By age 14, he was attending advanced computer courses at local colleges. At 15, he put together a projection TV his father had purchased. “He liked to take things apart and put them back together,” Ambrose Robinson once told a reporter.
In high school, Robinson played basketball as a diversion as much as anything. With a 1320 SAT score, he was already set to attend the Naval Academy, which had long been a dream. But he’d grown to 6-foot-7 by the time he reached his senior year at Osbourne Park High School in Manassas, so he played organized basketball for the first time ever. At the end of the year, he was just a second team all-league pick in the Washington Post, so his basketball days appeared to be numbered.
He wanted to be an engineer, anyway. “I didn’t care if I played basketball at the academy,” he once told Gentleman’s Quarterly. “I just wanted to get good grades and fit in.”
Robinson played for Navy as a freshman, seeing only limited action. But during the summer between his freshman and sophomore seasons, his body – and his life – changed.
Robinson grew five inches and now stood seven feet tall. His priorities began to change, too. He started to take the game more seriously and averaged 23.6 points per game as a sophomore. As a junior, he tallied more blocks in a single season (207, 5.9 per game) than any player up to that point in the history of college basketball.
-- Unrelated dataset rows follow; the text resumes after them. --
use crate::cell::CellId;
use crate::error::SimulationError;
use crate::grid::GridSize;
use crate::render::Renderer;
use crate::search::Algorithm;
use crate::simulation::{RunOutcome, Simulation};
use log::{error, warn};

pub const UNREACHABLE_MESSAGE: &str = "Destination Node is not reachable";

/// Receives user facing messages. How they are shown is up to the front end.
pub trait NotificationSink {
    fn error(&mut self, message: &str);
    fn warning(&mut self, message: &str);
}

/// Forwards notifications to the [log] facade.
#[derive(Clone, Copy, Debug, Default)]
pub struct LogSink;

impl NotificationSink for LogSink {
    fn error(&mut self, message: &str) {
        error!("{}", message);
    }
    fn warning(&mut self, message: &str) {
        warn!("{}", message);
    }
}

/// What a click on a cell does. Selecting one mode clears the others.
#[derive(Clone, Copy, Debug, PartialEq, Eq, Hash, Default)]
pub enum EditMode {
    #[default]
    None,
    SetStart,
    SetEnd,
    ToggleWall,
}

/// Routes front end actions to a [Simulation] and reports refusals to a [NotificationSink].
#[derive(Debug)]
pub struct Controller<N> {
    simulation: Simulation,
    mode: EditMode,
    sink: N,
}

impl<N: NotificationSink> Controller<N> {
    pub fn new(simulation: Simulation, sink: N) -> Controller<N> {
        Controller {
            simulation,
            mode: EditMode::None,
            sink,
        }
    }
    pub fn simulation(&self) -> &Simulation {
        &self.simulation
    }
    pub fn sink(&self) -> &N {
        &self.sink
    }
    pub fn mode(&self) -> EditMode {
        self.mode
    }
    pub fn select_mode(&mut self, mode: EditMode) {
        self.mode = mode;
    }
    pub fn select_algorithm(&mut self, algorithm: Algorithm) {
        self.simulation.select_algorithm(algorithm);
    }

    fn report<T>(&mut self, result: Result<T, SimulationError>) -> Option<T> {
        result.map_err(|e| self.sink.error(&e.to_string())).ok()
    }

    /// Applies the current mode to the clicked cell. Placing an endpoint leaves the mode;
    /// wall mode stays on so several walls can be drawn in a row.
    pub fn click(&mut self, id: CellId) {
        match self.mode {
            EditMode::None => {}
            EditMode::SetStart => {
                let result = self.simulation.set_start(id);
                if self.report(result).is_some() {
                    self.mode = EditMode::None;
                }
            }
            EditMode::SetEnd => {
                let result = self.simulation.set_end(id);
                if self.report(result).is_some() {
                    self.mode = EditMode::None;
                }
            }
            EditMode::ToggleWall => {
                let result = self.simulation.toggle_wall(id);
                self.report(result);
            }
        }
    }

    /// Starts a run. Depth-first runs that miss the destination additionally warn.
    pub fn run<R: Renderer + ?Sized>(&mut self, renderer: &mut R) -> Option<RunOutcome> {
        let result = self.simulation.start_simulation(renderer);
        let outcome = self.report(result)?;
        if outcome == RunOutcome::Unreachable
            && self.simulation.algorithm() == Some(Algorithm::DepthFirst)
        {
            self.sink.warning(UNREACHABLE_MESSAGE);
        }
        Some(outcome)
    }

    pub fn reset(&mut self) {
        self.simulation.reset();
        self.mode = EditMode::None;
    }

    /// Rebuilds the grid at `size` if the size selector allows it.
    pub fn resize(&mut self, size: usize) {
        if let Some(size) = self.report(GridSize::new(size)) {
            self.simulation.resize(size);
            self.mode = EditMode::None;
        }
    }
}
use super::ParentMap;
use crate::cell::CellId;
use crate::grid::CellGrid;
use itertools::Itertools;
use log::warn;
use std::iter;

/// Walks the parent links back from `goal` to `start` and returns the cells in start to goal
/// order. Returns [None] if the chain breaks off before reaching `start`, which means the goal
/// was never reached.
pub fn reconstruct_path(parents: &ParentMap, start: CellId, goal: CellId) -> Option<Vec<CellId>> {
    let mut path = iter::successors(Some(goal), |&cell| {
        if cell == start {
            None
        } else {
            parents.get(&cell).copied()
        }
    })
    // A well-formed parent map is a tree; bound the walk in case it is not.
    .take(parents.len() + 1)
    .collect::<Vec<_>>();
    if path.last() != Some(&start) {
        warn!("Parent links from {} do not lead back to {}", goal, start);
        return None;
    }
    path.reverse();
    Some(path)
}

/// Checks that `path` runs from `start` to `goal` over open cells, each an orthogonal
/// neighbour of the one before.
pub fn is_valid_path(grid: &CellGrid, path: &[CellId], start: CellId, goal: CellId) -> bool {
    if path.first() != Some(&start) || path.last() != Some(&goal) {
        return false;
    }
    if path.iter().any(|&id| !grid.contains(id) || grid.is_wall(id)) {
        return false;
    }
    path.iter()
        .filter_map(|&id| grid.cell(id))
        .tuple_windows()
        .all(|(a, b)| a.is_adjacent(b))
}
use crate::cell::CellId;
use core::fmt;

/// Reasons an edit or a run request is refused. None of them change any state. The
/// [Display](fmt::Display) text is the message shown to the user.
#[derive(Clone, Copy, Debug, PartialEq, Eq)]
pub enum SimulationError {
    MissingStart,
    MissingDestination,
    MissingAlgorithm,
    /// Start or destination was placed on a wall.
    WallSelected(CellId),
    /// The start was placed on the destination.
    StartIsDestination(CellId),
    /// The destination was placed on the start.
    DestinationIsStart(CellId),
    UnknownCell(CellId),
    /// The grid is locked from the moment a run starts until it is reset.
    RunInProgress,
    InvalidGridSize(usize),
}

impl fmt::Display for SimulationError {
    fn fmt(&self, f: &mut fmt::Formatter) -> fmt::Result {
        match self {
            SimulationError::MissingStart => write!(f, "Please select Start Node"),
            SimulationError::MissingDestination => write!(f, "Please select End Node"),
            SimulationError::MissingAlgorithm => write!(f, "Please select an algorithm"),
            SimulationError::WallSelected(_) => write!(f, "Selected Node is a wall"),
            SimulationError::StartIsDestination(_) => {
                write!(f, "Destination Node cannot be Start Node")
            }
            SimulationError::DestinationIsStart(_) => {
                write!(f, "Start Node cannot be Destination Node")
            }
            SimulationError::UnknownCell(id) => write!(f, "Node {} is not on the grid", id.0),
            SimulationError::RunInProgress => write!(f, "Reset the grid before making changes"),
            SimulationError::InvalidGridSize(size) => {
                write!(f, "Grid size {} is not supported", size)
            }
        }
    }
}

impl std::error::Error for SimulationError {}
As a senior, he averaged 28.2 points, 11.8 rebounds, and 4.50 blocks to win unanimous selection as Player of the Year. He scored 50 points in his college finale, a loss to Michigan in the NCAA Tournament.
After fulfilling his military service obligations, Robinson became the NBA Rookie of the Year in 1990, NBA Defensive Player of the Year in 1992, and NBA Most Valuable Player in 1995.
He finally won an NBA championship in 1999, adding a second in his final season in 2003. Late in his career, his willingness to defer to a young Tim Duncan went a long way toward establishing the unselfish, team-first attitude that has made the San Antonio Spurs so successful during the last decade and a half.
In retirement, Robinson never stopped working, never lost his love for learning He and his wife Valerie have donated close to $10 million over the years to help create the IDEA Carver Academy, a public charter school designed to serve students from pre-kindergarten through the sixth grade.
All in all, quite a story.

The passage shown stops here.